MvT After several proof-of-concept implementations, the current implementation, written in unadorned C, evolved smoothly from one that was started 1995. In early 2001 John Cowan added files, floating point numbers and access to standard C functions, and he did a lot of cleaning up. He also added the option of not using my original garbage collector but using the professional BDW collector, an improvement which allowed space used for strings to be reused. This extended the functionality of Joy tremendously, and I a very grateful for all the work he did. Since then Nick Forde has also added a number of features, and I thank him for that.

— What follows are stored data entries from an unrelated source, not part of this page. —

//! Error types for the test harness.
//!
//! Three failure kinds are kept apart so the host can tell *when* a test
//! failed:
//!
//! - [`ConfigurationError`]: raised while scanning a class definition,
//!   before any runtime resource exists.
//! - [`RuntimeSetupError`]: raised while building or starting a context.
//! - [`TeardownError`]: raised while releasing gateways or the context.
//!
//! [`HarnessError`] aggregates them for callers that only care about the
//! failure reason.

use switchyard_core::error::RuntimeError;

use crate::lifecycle::LifecycleState;
use crate::marker::MethodRole;

/// A malformed declarative configuration.
#[derive(Debug, Clone, PartialEq, Eq, thiserror::Error)]
pub enum ConfigurationError {
    /// The same type-level marker kind was registered twice.
    #[error("class [{class}] declares marker {marker} more than once")]
    ConflictingMarkers { class: String, marker: &'static str },

    /// A marked field is not public.
    #[error("field [{field}] is annotated with {marker} but is not public")]
    FieldNotPublic { field: String, marker: &'static str },

    /// A role method declares the wrong number of parameters.
    #[error(
        "method [{method}] is annotated with {role} but declares {actual} argument(s), expected {expected}"
    )]
    MethodArity {
        method: String,
        role: MethodRole,
        expected: usize,
        actual: usize,
    },

    /// A role method has the wrong return type.
    #[error("method [{method}] is annotated with {role} but does not return {expected} (returns {actual})")]
    MethodReturnType {
        method: String,
        role: MethodRole,
        expected: &'static str,
        actual: &'static str,
    },

    /// A role method parameter has the wrong type.
    #[error(
        "method [{method}] is annotated with {role} but its argument is {actual}, expected {expected}"
    )]
    MethodArgumentType {
        method: String,
        role: MethodRole,
        expected: &'static str,
        actual: &'static str,
    },

    /// A role method is not public.
    #[error("method [{method}] is annotated with {role} but is not public")]
    MethodNotPublic { method: String, role: MethodRole },

    /// A role method has no receiver.
    #[error("method [{method}] is annotated with {role} but is static")]
    MethodStatic { method: String, role: MethodRole },

    /// A mock pattern is empty or not a valid regular expression.
    #[error("marker {marker} has an invalid endpoint pattern '{pattern}': {reason}")]
    InvalidPattern {
        marker: &'static str,
        pattern: String,
        reason: String,
    },
}

impl ConfigurationError {
    /// Name of the method or field this error points at, if any.
    pub fn member(&self) -> Option<&str> {
        match self {
            Self::FieldNotPublic { field, .. } => Some(field),
            Self::MethodArity { method, .. }
            | Self::MethodReturnType { method, .. }
            | Self::MethodArgumentType { method, .. }
            | Self::MethodNotPublic { method, .. }
            | Self::MethodStatic { method, .. } => Some(method),
            Self::ConflictingMarkers { .. } | Self::InvalidPattern { .. } => None,
        }
    }
}

/// Failure while building, configuring or starting a runtime context.
#[derive(Debug, thiserror::Error)]
pub enum RuntimeSetupError {
    /// A runtime collaborator call failed.
    #[error("{stage} failed for [{class}]: {source}")]
    Runtime {
        class: String,
        stage: &'static str,
        #[source]
        source: RuntimeError,
    },

    /// A registered provider could not be invoked with the expected types.
    #[error("provider method [{method}] could not be invoked: {reason}")]
    Invocation { method: String, reason: String },

    /// The orchestrator was driven out of order.
    #[error("invalid lifecycle transition from {from} on {operation}")]
    InvalidTransition {
        from: LifecycleState,
        operation: &'static str,
    },
}

impl RuntimeSetupError {
    pub(crate) fn runtime(class: &str, stage: &'static str, source: RuntimeError) -> Self {
        Self::Runtime {
            class: class.to_owned(),
            stage,
            source,
        }
    }

    /// Setup stage label used for logging and metrics.
    pub fn stage(&self) -> &'static str {
        match self {
            Self::Runtime { stage, .. } => stage,
            Self::Invocation { .. } => "invoke",
            Self::InvalidTransition { .. } => "transition",
        }
    }
}

/// Failure while releasing gateways or a context.
#[derive(Debug, thiserror::Error)]
pub enum TeardownError {
    /// Stopping a service failed.
    #[error("failed to stop {service}: {source}")]
    Stop {
        service: String,
        #[source]
        source: RuntimeError,
    },

    /// Several services failed to stop; all were still attempted.
    #[error("{} service(s) failed to stop: {}", .0.len(), join_errors(.0))]
    Multiple(Vec<TeardownError>),

    /// The orchestrator was driven out of order.
    #[error("invalid lifecycle transition from {from} on {operation}")]
    InvalidTransition {
        from: LifecycleState,
        operation: &'static str,
    },
}

fn join_errors(errors: &[TeardownError]) -> String {
    errors
        .iter()
        .map(ToString::to_string)
        .collect::<Vec<_>>()
        .join("; ")
}

/// Any failure the harness reports to the host.
#[derive(Debug, thiserror::Error)]
pub enum HarnessError {
    #[error("configuration error: {0}")]
    Configuration(#[from] ConfigurationError),

    #[error("setup error: {0}")]
    Setup(#[from] RuntimeSetupError),

    #[error("teardown error: {0}")]
    Teardown(#[from] TeardownError),
}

The current implementation is essentially an interpreter. It translates (compiles) the external ASCII form of programs into internal tree code which is then interpreted in a rather conventional manner. No attempt is made to do any optimisation, and my earlier "clever tricks" I always came to regret fairly soon because they interfered with my garbage collector. There is a growing list of general and special purpose libraries, ranging over many kinds of possible programming applications, and most of my work in the last few years has been on those. For the immediate future I plan to examine and test the so far rather underutilised module system, by writing libraries for some specialised types such as big sets, trees and dictionaries of arbitrary basetypes.
Several other people have published other more or less complete Joy interpreters, written in ML and in Scheme, in the "concatenative" mailing group. At this point in time I have no plans to write a full compiler. A first version of such a compiler would presumably use C as an intermediate language and leave the generation of machine code to the C compiler. I would very much welcome if somebody were to take up the task.